Freire gewinnt Etappe
Zabel sprintet auf den dritten Rang

Beim Massensprint auf der Zielgeraden der 9. Etappe fuhr Milram-Profi Erik Zabel mit einem beherzten Schlussspurt erstmalig unter die ersten drei in der Tageswertung. Auch das T-Mobile-Team konnte die 9. Etappe wieder als vollen Erfolg verbuchen.

HB DAX. Die T-Mobile-Aktie ist bei der Tour de France in Dax weiter auf hohem Niveau gehandelt worden. Der 36-jährige Ukrainer Sergej Gontschar konnte sein Gelbes Trikot verteidigen, seine Bonner Team-Kollegen Michael Rogers (3.), Patrik Sinkewitz (4.) und Andreas Klöden (5.) liegen im Gesamtklassement weiter aussichtsreich in Lauerstellung. Den Tagessieg auf dem flachen neunten Tagesabschnitt über 169,5 Kilometer von Bordeaux nach Dax sicherte sich am Dienstag der dreifache Weltmeister Oscar Freire (Spanien) vor Robbie McEwen (Australien) und Erik Zabel (Unna), der seinen bisher besten Sprint bei dieser Tour hinlegte. Freire gewann seine zweite Etappe.

Auf der ersten leichteren Pyrenäen-Etappe am Mittwoch und vor allem am Donnerstag beim Ritt über fünf Anstiege mit der Bergankunft auf dem Pla-de-Beret warten andere Anforderungen auf die Teilnehmer der 93. Frankreich-Rundfahrt als am Dienstag. Fabian Wegmann vom Team Gerolsteiner war 15 Kilometer vor dem Ziel in einem Sturz im Feld verwickelt, konnte aber ohne große äußerliche Blessuren sofort weiter fahren. Sein Team-Kollege Markus Fothen verteidigte zwar sein Weißes Trikot als bester Nachwuchsfahrer, rutschte aber auf den neunten Platz zurück. Er hatte im turbulenten Finale 13 Sekunden verloren.

Einen Tag nach dem Ruhetag schlug am Dienstag die Stunde von Christian Knees. Der 25-jährige Tour-Debütant aus dem Milram-Team fuhr in einer dreiköpfigen Ausreißergruppe eine Zeit lang als virtueller Träger des Gelben Trikots. Zwischenzeitlich acht Minuten Vorsprung ließen den Team-Kollegen von Erik Zabel zu diesem Zeitpunkt - theoretisch - ins Trikot schlüpfen. Aber die Teams der an einem Massensprint Interessierten leisteten wieder Maßarbeit und stellten die drei Ausreißer 3500 Meter vor dem Ziel. Vorher hatte Knees noch zwei Mal verbissen versucht, sich mit erneuten Attacken gegen das Einholen zu stemmen.

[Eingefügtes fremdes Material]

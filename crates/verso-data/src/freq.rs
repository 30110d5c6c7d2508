//! Word-frequency statistics for a corpus.

use std::collections::HashMap;

/// Token frequency counts over one corpus.
#[derive(Debug, Clone, Default)]
pub struct TokenCounts {
    counts: HashMap<String, usize>,
    total: usize,
}

impl TokenCounts {
    /// Count every token in the stream.
    pub fn from_tokens<I, S>(tokens: I) -> Self
    where
        I: IntoIterator<Item = S>,
        S: AsRef<str>,
    {
        let mut counts: HashMap<String, usize> = HashMap::new();
        let mut total = 0;
        for token in tokens {
            *counts.entry(token.as_ref().to_string()).or_insert(0) += 1;
            total += 1;
        }
        Self { counts, total }
    }

    /// Occurrences of `token` (0 when unseen).
    pub fn count(&self, token: &str) -> usize {
        self.counts.get(token).copied().unwrap_or(0)
    }

    /// Number of distinct tokens.
    pub fn distinct(&self) -> usize {
        self.counts.len()
    }

    /// Total token occurrences.
    pub fn total(&self) -> usize {
        self.total
    }

    /// The `n` most frequent tokens, most frequent first.
    ///
    /// Ties order alphabetically so the listing is deterministic.
    pub fn most_common(&self, n: usize) -> Vec<(&str, usize)> {
        let mut entries: Vec<(&str, usize)> = self
            .counts
            .iter()
            .map(|(token, &count)| (token.as_str(), count))
            .collect();
        entries.sort_by(|a, b| b.1.cmp(&a.1).then(a.0.cmp(b.0)));
        entries.truncate(n);
        entries
    }
}
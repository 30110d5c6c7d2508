use thiserror::Error;

/// Errors produced while loading or parsing corpus files.
#[derive(Debug, Error)]
pub enum DataError {
    /// Reading a corpus file failed.
    #[error("io error: {0}")]
    Io(#[from] std::io::Error),

    /// The document held no verse elements at all.
    #[error("malformed corpus: {0}")]
    MalformedCorpus(String),
}
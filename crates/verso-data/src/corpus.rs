//! Verse-tagged XML corpus parsing.
//!
//! The bible-corpus files mark each verse as a leaf element carrying
//! `type="verse"` and an `id` attribute, e.g.
//! `<seg id="b.GEN.1.1" type="verse">In the beginning ...</seg>`.
//! Only those elements matter here, so extraction scans for leaf elements
//! and filters on the `type` attribute instead of building a full XML tree.

use std::path::Path;
use std::sync::OnceLock;

use regex::Regex;

use crate::error::DataError;
use crate::text;

/// One verse record: its corpus id and text.
#[derive(Debug, Clone, PartialEq, Eq)]
pub struct Verse {
    pub id: String,
    pub text: String,
}

/// A single-language corpus in verse order.
#[derive(Debug, Clone)]
pub struct Corpus {
    verses: Vec<Verse>,
}

fn leaf_element() -> &'static Regex {
    static RE: OnceLock<Regex> = OnceLock::new();
    RE.get_or_init(|| {
        Regex::new(r#"<([A-Za-z][\w.:-]*)((?:\s+[\w.:-]+="[^"]*")*)\s*>([^<]*)</"#)
            .expect("valid leaf element pattern")
    })
}

fn attribute() -> &'static Regex {
    static RE: OnceLock<Regex> = OnceLock::new();
    RE.get_or_init(|| {
        Regex::new(r#"([\w.:-]+)="([^"]*)""#).expect("valid attribute pattern")
    })
}

impl Corpus {
    /// Parse verse elements out of an XML document.
    ///
    /// Elements without `type="verse"` are skipped; verse text is trimmed.
    /// A document with no verse elements at all is rejected.
    pub fn from_xml_str(xml: &str) -> Result<Self, DataError> {
        let mut verses = Vec::new();
        for captures in leaf_element().captures_iter(xml) {
            let attrs = &captures[2];
            let mut id = None;
            let mut is_verse = false;
            for attr in attribute().captures_iter(attrs) {
                match &attr[1] {
                    "type" => is_verse = &attr[2] == "verse",
                    "id" => id = Some(attr[2].to_string()),
                    _ => {}
                }
            }
            if is_verse {
                verses.push(Verse {
                    id: id.unwrap_or_default(),
                    text: captures[3].trim().to_string(),
                });
            }
        }
        if verses.is_empty() {
            return Err(DataError::MalformedCorpus(
                "no verse elements found".to_string(),
            ));
        }
        Ok(Self { verses })
    }

    /// Read and parse a corpus file.
    pub fn from_xml_file(path: &Path) -> Result<Self, DataError> {
        let xml = std::fs::read_to_string(path)?;
        Self::from_xml_str(&xml)
    }

    /// All verses in document order.
    pub fn verses(&self) -> &[Verse] {
        &self.verses
    }

    /// Number of verses.
    pub fn len(&self) -> usize {
        self.verses.len()
    }

    /// Whether the corpus holds no verses.
    pub fn is_empty(&self) -> bool {
        self.verses.is_empty()
    }

    /// Apply the cleaning rules to every verse in place.
    pub fn clean(&mut self) {
        for verse in &mut self.verses {
            verse.text = text::clean(&verse.text);
        }
    }

    /// Tokenize every verse, preserving order and ids.
    pub fn tokenized(&self) -> Vec<(String, Vec<String>)> {
        self.verses
            .iter()
            .map(|v| (v.id.clone(), text::tokenize(&v.text)))
            .collect()
    }

    /// Every token of every verse, flattened in corpus order.
    pub fn all_tokens(&self) -> Vec<String> {
        self.verses
            .iter()
            .flat_map(|v| text::tokenize(&v.text))
            .collect()
    }
}
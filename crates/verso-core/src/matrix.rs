use std::fmt;

use rand::Rng;

use crate::error::VersoError;
use crate::Result;

/// A dense row-major f32 matrix.
///
/// Dimensions are fixed at construction and validated against the data
/// length, so every later operation can check compatibility up front
/// instead of failing mid-computation.
///
/// # Examples
///
/// ```
/// use verso_core::Matrix;
///
/// let m = Matrix::from_vec(2, 2, vec![1.0, 2.0, 3.0, 4.0]).unwrap();
/// assert_eq!(m.matvec(&[1.0, 0.0]).unwrap(), vec![1.0, 3.0]);
/// ```
#[derive(Clone, PartialEq)]
pub struct Matrix {
    rows: usize,
    cols: usize,
    data: Vec<f32>,
}

impl Matrix {
    /// Create a matrix of zeros.
    pub fn zeros(rows: usize, cols: usize) -> Self {
        Self {
            rows,
            cols,
            data: vec![0.0; rows * cols],
        }
    }

    /// Create a matrix from row-major data with the given dimensions.
    pub fn from_vec(rows: usize, cols: usize, data: Vec<f32>) -> Result<Self> {
        if data.len() != rows * cols {
            return Err(VersoError::ShapeMismatch {
                expected: vec![rows, cols],
                got: vec![data.len()],
            });
        }
        Ok(Self { rows, cols, data })
    }

    /// Create a matrix with entries drawn from the standard normal N(0, 1).
    ///
    /// Uses the Box-Muller transform over the caller's generator, so a
    /// seeded `Rng` yields a reproducible matrix.
    pub fn randn(rows: usize, cols: usize, rng: &mut impl Rng) -> Self {
        let data: Vec<f32> = (0..rows * cols)
            .map(|_| {
                let u1: f32 = rng.gen_range(1e-7f32..1.0f32);
                let u2: f32 = rng.gen_range(0.0f32..std::f32::consts::TAU);
                (-2.0 * u1.ln()).sqrt() * u2.cos()
            })
            .collect();
        Self { rows, cols, data }
    }

    /// Number of rows.
    pub fn rows(&self) -> usize {
        self.rows
    }

    /// Number of columns.
    pub fn cols(&self) -> usize {
        self.cols
    }

    /// Get a single element, or `None` when out of bounds.
    pub fn get(&self, row: usize, col: usize) -> Option<f32> {
        if row < self.rows && col < self.cols {
            Some(self.data[row * self.cols + col])
        } else {
            None
        }
    }

    /// Set a single element. Out-of-bounds writes are ignored.
    pub fn set(&mut self, row: usize, col: usize, value: f32) {
        if row < self.rows && col < self.cols {
            self.data[row * self.cols + col] = value;
        }
    }

    /// Copy out column `col`, or `None` when out of range.
    pub fn col(&self, col: usize) -> Option<Vec<f32>> {
        if col >= self.cols {
            return None;
        }
        Some(
            (0..self.rows)
                .map(|r| self.data[r * self.cols + col])
                .collect(),
        )
    }

    /// Matrix-vector product `self · x`.
    pub fn matvec(&self, x: &[f32]) -> Result<Vec<f32>> {
        if x.len() != self.cols {
            return Err(VersoError::ShapeMismatch {
                expected: vec![self.cols],
                got: vec![x.len()],
            });
        }
        let mut out = vec![0.0f32; self.rows];
        for (r, out_r) in out.iter_mut().enumerate() {
            let row = &self.data[r * self.cols..(r + 1) * self.cols];
            *out_r = row.iter().zip(x).map(|(a, b)| a * b).sum();
        }
        Ok(out)
    }

    /// The underlying row-major data.
    pub fn as_slice(&self) -> &[f32] {
        &self.data
    }
}

impl fmt::Debug for Matrix {
    fn fmt(&self, f: &mut fmt::Formatter<'_>) -> fmt::Result {
        write!(f, "Matrix({}x{})", self.rows, self.cols)
    }
}

impl fmt::Display for Matrix {
    fn fmt(&self, f: &mut fmt::Formatter<'_>) -> fmt::Result {
        if self.data.len() <= 20 {
            write!(f, "matrix({:?}, {}x{})", self.data, self.rows, self.cols)
        } else {
            write!(
                f,
                "matrix([{:.4}, {:.4}, ..., {:.4}], {}x{})",
                self.data[0],
                self.data[1],
                self.data[self.data.len() - 1],
                self.rows,
                self.cols
            )
        }
    }
}
//! # verso-core
//!
//! Core types for the Verso translation experiment.
//!
//! Provides:
//! - `Matrix` — dense row-major f32 matrix with dimensions fixed at construction
//! - `Vocabulary` — bidirectional token ↔ dense integer id mapping
//! - `VersoError` — shared error type for shape and lookup failures

pub mod error;
pub mod matrix;
pub mod vocab;

pub use error::VersoError;
pub use matrix::Matrix;
pub use vocab::Vocabulary;

pub type Result<T> = std::result::Result<T, VersoError>;
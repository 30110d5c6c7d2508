use thiserror::Error;

/// Errors produced by the Verso core and model layers.
#[derive(Debug, Error)]
pub enum VersoError {
    /// Dimensions disagree with what an operation or constructor requires.
    #[error("shape mismatch: expected {expected:?}, got {got:?}")]
    ShapeMismatch {
        expected: Vec<usize>,
        got: Vec<usize>,
    },

    /// A token was encoded against a vocabulary that does not contain it.
    #[error("unknown token: {0:?}")]
    UnknownToken(String),

    /// An integer id falls outside the vocabulary range `[0, size)`.
    #[error("id {id} out of range for vocabulary of size {size}")]
    IdOutOfRange { id: usize, size: usize },

    /// A reverse lookup was attempted against a table with no columns.
    #[error("cannot search an empty embedding table")]
    EmptyTable,

    /// A forward pass produced a NaN or infinite value.
    #[error("non-finite value encountered in {0}")]
    NonFinite(&'static str),
}
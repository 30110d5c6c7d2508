//! # verso-data
//!
//! Corpus ingestion for the Verso translation experiment.
//!
//! Provides:
//! - `Corpus` — verse-tagged XML parsing into ordered `(id, text)` records
//! - `text` — cleaning and whitespace tokenization rules
//! - `TokenCounts` — word-frequency statistics per corpus
//!
//! Fetching corpus files over the network is out of scope; callers hand
//! this crate local files or strings.

pub mod corpus;
pub mod error;
pub mod freq;
pub mod text;

pub use corpus::{Corpus, Verse};
pub use error::DataError;
pub use freq::TokenCounts;
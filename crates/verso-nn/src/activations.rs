//! Activation functions.

use verso_core::Matrix;

/// Elementwise hyperbolic tangent over a vector.
///
/// Uses `f32::tanh`, which saturates to ±1 for large |x|. The textbook
/// ratio `(e^x - e^-x) / (e^x + e^-x)` overflows once `e^x` leaves f32
/// range (|x| ≳ 88) and turns the recurrence into NaN, so it is not used.
pub fn tanh(x: &[f32]) -> Vec<f32> {
    x.iter().map(|v| v.tanh()).collect()
}

/// Elementwise tanh over a matrix, preserving its shape.
pub fn tanh_matrix(m: &Matrix) -> Matrix {
    let data: Vec<f32> = m.as_slice().iter().map(|v| v.tanh()).collect();
    Matrix::from_vec(m.rows(), m.cols(), data)
        .expect("tanh_matrix: mapped data has the input's length")
}
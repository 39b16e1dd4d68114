//! Sphere Extraction Benchmark
//!
//! This example compares sequential and slab-parallel extraction:
//! 1. Fill a dense volume with a smooth sphere
//! 2. Extract with the indexed sequential extractor
//! 3. Extract with the parallel extractor at several slab depths
//! 4. Check both produce the same mesh
//!
//! # Usage
//!
//! ```bash
//! cargo run --release --bin sphere_extraction -- 128
//! ```

use std::env;

use instant::Instant;
use log::warn;

use vox_core::{DefaultController, Region, Vector3i};
use vox_rs::{
    extract_marching_cubes_mesh, extract_parallel, DenseVolume, MeshStats, ParallelConfig,
};

fn main() {
    env_logger::init();

    println!("═══════════════════════════════════════════════════════════════");
    println!("          Sphere Extraction Benchmark");
    println!("═══════════════════════════════════════════════════════════════");
    println!();

    let args: Vec<String> = env::args().collect();
    let size: i32 = match args.get(1).map(|s| s.parse()) {
        Some(Ok(n)) if n >= 2 => n,
        Some(_) => {
            eprintln!("Usage: {} [size >= 2]", args[0]);
            std::process::exit(1);
        }
        None => {
            println!("Usage: {} [size]", args[0]);
            println!();
            println!("Using default size: 96");
            96
        }
    };

    if let Err(e) = run(size) {
        eprintln!("Error: {}", e);
        std::process::exit(1);
    }
}

fn run(size: i32) -> vox_core::Result<()> {
    // =========================================================================
    // Step 1: Build the volume
    // =========================================================================
    println!("┌─────────────────────────────────────────────────────────────┐");
    println!("│ Step 1: Build Volume                                        │");
    println!("└─────────────────────────────────────────────────────────────┘");

    let start = Instant::now();
    let region = Region::new(Vector3i::splat(0), Vector3i::splat(size - 1))?;
    let centre = region.centre();
    let radius = size as f32 * 0.4;
    let volume = DenseVolume::from_fn(region, |p| {
        let d = (p.as_f32() - centre).length();
        (127.5 + (radius - d) * 32.0).clamp(0.0, 255.0) as u8
    });
    let build_time = start.elapsed();

    println!("  Dimensions:      {}³", size);
    println!("  Radius:          {:.1}", radius);
    println!("  Build time:      {:.3}s", build_time.as_secs_f64());
    println!();

    // =========================================================================
    // Step 2: Sequential extraction
    // =========================================================================
    println!("┌─────────────────────────────────────────────────────────────┐");
    println!("│ Step 2: Sequential Extraction                               │");
    println!("└─────────────────────────────────────────────────────────────┘");

    let start = Instant::now();
    let sequential = extract_marching_cubes_mesh(&volume, region)?;
    let seq_time = start.elapsed();

    let stats = MeshStats::from_mesh(&sequential);
    let expected_area = 4.0 * std::f32::consts::PI * radius * radius;
    println!("  Vertices:        {}", stats.vertex_count);
    println!("  Triangles:       {}", stats.triangle_count);
    println!(
        "  Surface area:    {:.1} (sphere: {:.1})",
        stats.surface_area, expected_area
    );
    println!("  Bounding box:    {} → {}", stats.bbox_min, stats.bbox_max);
    println!("  Time:            {:.3}s", seq_time.as_secs_f64());
    println!();

    // =========================================================================
    // Step 3: Parallel extraction
    // =========================================================================
    println!("┌─────────────────────────────────────────────────────────────┐");
    println!("│ Step 3: Parallel Extraction                                 │");
    println!("└─────────────────────────────────────────────────────────────┘");

    let controller = DefaultController::new();
    for slab_depth in [4, 16, 64] {
        let config = ParallelConfig::default().with_slab_depth(slab_depth);

        let start = Instant::now();
        let parallel = extract_parallel(&volume, region, &controller, &config)?;
        let par_time = start.elapsed();

        let identical = parallel == sequential;
        println!(
            "  Slab depth {:>3}: {:.3}s  ({:.2}x)  identical: {}",
            slab_depth,
            par_time.as_secs_f64(),
            seq_time.as_secs_f64() / par_time.as_secs_f64().max(1e-9),
            identical
        );
        if !identical {
            warn!("Slab depth {} produced a different mesh", slab_depth);
        }
    }
    println!();

    // =========================================================================
    // Step 4: Spot check
    // =========================================================================
    println!("┌─────────────────────────────────────────────────────────────┐");
    println!("│ Step 4: Spot Check                                          │");
    println!("└─────────────────────────────────────────────────────────────┘");

    let worst = sequential
        .vertices()
        .iter()
        .map(|v| ((v.position - centre).length() - radius).abs())
        .fold(0.0f32, f32::max);
    let outward = sequential
        .vertices()
        .iter()
        .filter(|v| v.normal.dot(v.position - centre) > 0.0)
        .count();

    println!("  Max radial error:  {:.4}", worst);
    println!("  Outward normals:   {}/{}", outward, sequential.vertex_count());
    println!();

    println!("═══════════════════════════════════════════════════════════════");
    println!("  Done.");
    println!("═══════════════════════════════════════════════════════════════");

    Ok(())
}
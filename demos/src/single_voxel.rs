//! Single Voxel Extraction
//!
//! Builds a 32³ volume with one solid voxel, extracts its iso-surface and
//! prints every vertex and triangle of the result.
//!
//! # Usage
//!
//! ```bash
//! RUST_LOG=debug cargo run --bin single_voxel
//! ```

use vox_core::{Region, Vector3i};
use vox_rs::{DenseVolume, MarchingCubesExtractor, MeshStats, SurfaceMesh};

fn main() {
    env_logger::init();

    println!("═══════════════════════════════════════════════════════════════");
    println!("          Single Voxel Surface Extraction");
    println!("═══════════════════════════════════════════════════════════════");
    println!();

    if let Err(e) = run() {
        eprintln!("Error: {}", e);
        std::process::exit(1);
    }
}

fn run() -> vox_core::Result<()> {
    // =========================================================================
    // Step 1: Build the volume
    // =========================================================================
    println!("┌─────────────────────────────────────────────────────────────┐");
    println!("│ Step 1: Build Volume                                        │");
    println!("└─────────────────────────────────────────────────────────────┘");

    let region = Region::new(Vector3i::new(0, 0, 0), Vector3i::new(31, 31, 31))?;
    let mut volume = DenseVolume::<u8>::new(region);
    volume.set_voxel_at(Vector3i::new(5, 5, 5), 200)?;

    println!("  Region:          {}", region);
    println!("  Voxels:          {}", volume.len());
    println!("  Solid voxel:     (5, 5, 5) = 200");
    println!();

    // =========================================================================
    // Step 2: Extract
    // =========================================================================
    println!("┌─────────────────────────────────────────────────────────────┐");
    println!("│ Step 2: Extract Surface                                     │");
    println!("└─────────────────────────────────────────────────────────────┘");

    let mut mesh = SurfaceMesh::new();
    let stats = MarchingCubesExtractor::new(&volume, region, &mut mesh)?.execute()?;

    println!("  Cells visited:   {}", stats.cells_visited);
    println!("  Active cells:    {}", stats.active_cells);
    println!("  Vertices:        {}", mesh.vertex_count());
    println!("  Triangles:       {}", mesh.triangle_count());
    println!();

    // =========================================================================
    // Step 3: Inspect the mesh
    // =========================================================================
    println!("┌─────────────────────────────────────────────────────────────┐");
    println!("│ Step 3: Mesh Contents                                       │");
    println!("└─────────────────────────────────────────────────────────────┘");

    for (i, v) in mesh.vertices().iter().enumerate() {
        println!(
            "  v{}  pos ({:.3}, {:.3}, {:.3})  normal ({:+.2}, {:+.2}, {:+.2})  material {}",
            i, v.position.x, v.position.y, v.position.z, v.normal.x, v.normal.y, v.normal.z,
            v.material
        );
    }
    for (i, [a, b, c]) in mesh.triangles().enumerate() {
        println!("  t{}  [{}, {}, {}]", i, a, b, c);
    }
    println!();

    let summary = MeshStats::from_mesh(&mesh);
    println!("  Surface area:    {:.4}", summary.surface_area);
    println!();

    println!("═══════════════════════════════════════════════════════════════");
    println!("  Done.");
    println!("═══════════════════════════════════════════════════════════════");

    Ok(())
}
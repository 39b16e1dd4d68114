//! Indexed triangle meshes produced by surface extraction.

use vox_core::{Result, Vector3f, Vector3i, VoxError};

#[cfg(feature = "serde")]
use serde::{Deserialize, Serialize};

/// A triangle represented by three vertex positions.
pub type Triangle = [Vector3f; 3];

/// A mesh vertex: position, normal and a material payload.
#[derive(Debug, Clone, Copy, PartialEq, Default)]
#[cfg_attr(feature = "serde", derive(Serialize, Deserialize))]
pub struct SurfaceVertex<M> {
    /// Position relative to the owning mesh's offset.
    pub position: Vector3f,
    /// Unit surface normal pointing out of the solid (zero if undefined).
    pub normal: Vector3f,
    /// Material copied from the voxel data.
    pub material: M,
}

/// A growable indexed triangle mesh.
///
/// Vertices are appended with [`add_vertex`](Self::add_vertex) and triangles with
/// [`add_triangle`](Self::add_triangle); nothing is removed individually.
/// Vertex positions are relative to [`offset`](Self::offset).
///
/// Every index refers to an existing vertex and the index list holds whole
/// triangles; deserialization checks both.
#[derive(Debug, Clone, PartialEq)]
#[cfg_attr(feature = "serde", derive(Serialize, Deserialize))]
#[cfg_attr(feature = "serde", serde(try_from = "SurfaceMeshRepr<M>"))]
pub struct SurfaceMesh<M> {
    vertices: Vec<SurfaceVertex<M>>,
    indices: Vec<u32>,
    offset: Vector3i,
}

/// Unchecked wire form of [`SurfaceMesh`].
#[cfg(feature = "serde")]
#[derive(Deserialize)]
struct SurfaceMeshRepr<M> {
    vertices: Vec<SurfaceVertex<M>>,
    indices: Vec<u32>,
    offset: Vector3i,
}

#[cfg(feature = "serde")]
impl<M> TryFrom<SurfaceMeshRepr<M>> for SurfaceMesh<M> {
    type Error = VoxError;

    fn try_from(repr: SurfaceMeshRepr<M>) -> Result<Self> {
        if repr.indices.len() % 3 != 0 {
            return Err(VoxError::IncompleteTriangle {
                index_count: repr.indices.len(),
            });
        }
        let vertex_count = u32::try_from(repr.vertices.len()).unwrap_or(u32::MAX);
        if let Some(&index) = repr.indices.iter().find(|&&i| i >= vertex_count) {
            return Err(VoxError::InvalidMeshReference {
                index,
                vertex_count,
            });
        }
        Ok(Self {
            vertices: repr.vertices,
            indices: repr.indices,
            offset: repr.offset,
        })
    }
}

impl<M> Default for SurfaceMesh<M> {
    fn default() -> Self {
        Self {
            vertices: Vec::new(),
            indices: Vec::new(),
            offset: Vector3i::default(),
        }
    }
}

impl<M: Copy> SurfaceMesh<M> {
    /// Create an empty mesh.
    pub fn new() -> Self {
        Self::default()
    }

    /// Create an empty mesh with room for the given number of vertices and triangles.
    pub fn with_capacity(vertices: usize, triangles: usize) -> Self {
        Self {
            vertices: Vec::with_capacity(vertices),
            indices: Vec::with_capacity(triangles * 3),
            offset: Vector3i::default(),
        }
    }

    /// Append a vertex and return its index.
    #[inline]
    pub fn add_vertex(&mut self, position: Vector3f, material: M, normal: Vector3f) -> u32 {
        let index = self.vertices.len() as u32;
        self.vertices.push(SurfaceVertex {
            position,
            normal,
            material,
        });
        index
    }

    /// Append a triangle referencing three existing vertices.
    ///
    /// # Errors
    /// Returns `InvalidMeshReference` if any index is not below
    /// [`vertex_count`](Self::vertex_count). The mesh is left unchanged.
    pub fn add_triangle(&mut self, i0: u32, i1: u32, i2: u32) -> Result<()> {
        let vertex_count = self.vertex_count();
        for index in [i0, i1, i2] {
            if index >= vertex_count {
                return Err(VoxError::InvalidMeshReference {
                    index,
                    vertex_count,
                });
            }
        }
        self.indices.extend_from_slice(&[i0, i1, i2]);
        Ok(())
    }

    /// Number of vertices.
    #[inline]
    pub fn vertex_count(&self) -> u32 {
        self.vertices.len() as u32
    }

    /// Number of triangles.
    #[inline]
    pub fn triangle_count(&self) -> usize {
        self.indices.len() / 3
    }

    /// Number of indices (three per triangle).
    #[inline]
    pub fn index_count(&self) -> usize {
        self.indices.len()
    }

    /// True if the mesh has no triangles.
    #[inline]
    pub fn is_empty(&self) -> bool {
        self.indices.is_empty()
    }

    /// The vertex at `index`.
    #[inline]
    pub fn vertex(&self, index: u32) -> Option<&SurfaceVertex<M>> {
        self.vertices.get(index as usize)
    }

    /// The vertex indices of triangle `index`.
    #[inline]
    pub fn triangle(&self, index: usize) -> Option<[u32; 3]> {
        let base = index.checked_mul(3)?;
        let tri = self.indices.get(base..base + 3)?;
        Some([tri[0], tri[1], tri[2]])
    }

    /// The vertex positions of triangle `index`.
    pub fn triangle_positions(&self, index: usize) -> Option<Triangle> {
        let [a, b, c] = self.triangle(index)?;
        Some([
            self.vertices[a as usize].position,
            self.vertices[b as usize].position,
            self.vertices[c as usize].position,
        ])
    }

    /// All vertices.
    #[inline]
    pub fn vertices(&self) -> &[SurfaceVertex<M>] {
        &self.vertices
    }

    /// All indices, three per triangle.
    #[inline]
    pub fn indices(&self) -> &[u32] {
        &self.indices
    }

    /// Iterate over triangles as index triples.
    pub fn triangles(&self) -> impl Iterator<Item = [u32; 3]> + '_ {
        self.indices.chunks_exact(3).map(|t| [t[0], t[1], t[2]])
    }

    /// Offset added to vertex positions to obtain volume-space positions.
    #[inline]
    pub fn offset(&self) -> Vector3i {
        self.offset
    }

    /// Set the offset.
    #[inline]
    pub fn set_offset(&mut self, offset: Vector3i) {
        self.offset = offset;
    }

    /// Position of vertex `index` in volume space (position plus offset).
    pub fn world_position(&self, index: u32) -> Option<Vector3f> {
        self.vertex(index)
            .map(|v| v.position + self.offset.as_f32())
    }

    /// Remove all vertices and triangles. The offset is kept.
    pub fn clear(&mut self) {
        self.vertices.clear();
        self.indices.clear();
    }

    /// Drop vertices that no triangle references, remapping indices.
    ///
    /// Returns the number of vertices removed.
    pub fn remove_unused_vertices(&mut self) -> usize {
        let mut remap = vec![u32::MAX; self.vertices.len()];
        for &index in &self.indices {
            remap[index as usize] = 0;
        }

        let mut kept = Vec::with_capacity(self.vertices.len());
        for (old, vertex) in self.vertices.iter().enumerate() {
            if remap[old] != u32::MAX {
                remap[old] = kept.len() as u32;
                kept.push(*vertex);
            }
        }

        for index in &mut self.indices {
            *index = remap[*index as usize];
        }

        let removed = self.vertices.len() - kept.len();
        self.vertices = kept;
        removed
    }
}

/// Mesh statistics after extraction.
#[derive(Debug, Clone, Copy)]
pub struct MeshStats {
    /// Total number of triangles.
    pub triangle_count: usize,
    /// Number of distinct vertices.
    pub vertex_count: usize,
    /// Sum of triangle areas.
    pub surface_area: f32,
    /// Bounding box minimum (mesh-relative positions, zero for an empty mesh).
    pub bbox_min: Vector3f,
    /// Bounding box maximum (mesh-relative positions, zero for an empty mesh).
    pub bbox_max: Vector3f,
}

impl MeshStats {
    /// Compute statistics for a mesh.
    pub fn from_mesh<M: Copy>(mesh: &SurfaceMesh<M>) -> Self {
        let mut surface_area = 0.0;
        let (bbox_min, bbox_max) = match mesh.vertices().split_first() {
            Some((first, rest)) => rest.iter().fold(
                (first.position, first.position),
                |(lo, hi), v| (lo.min(v.position), hi.max(v.position)),
            ),
            None => (Vector3f::default(), Vector3f::default()),
        };

        for i in 0..mesh.triangle_count() {
            if let Some([a, b, c]) = mesh.triangle_positions(i) {
                surface_area += (b - a).cross(c - a).length() * 0.5;
            }
        }

        Self {
            triangle_count: mesh.triangle_count(),
            vertex_count: mesh.vertices().len(),
            surface_area,
            bbox_min,
            bbox_max,
        }
    }
}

Der Bonner Knees, der im April "Rund um Köln" gewann, hatte als erster schon acht Kilometer nach dem Start in Bordeaux attackiert. Neun Kilometer später stießen die Franzosen Walter Beneteau und Stéphane Auge dazu. Aber ihnen war kein Glück beschieden, obwohl die Statistik für sie sprach: Alle bisherigen drei Zielankünfte der Tour in Dax endeten mit dem Erfolg aus einer Ausreißer-Gruppe. Mit 1,94 Meter Körpergröße gehört Knees, der in dieser Saison bereits

den Giro d'Italia bestritten hat, zu den größten Fahrern im Peloton.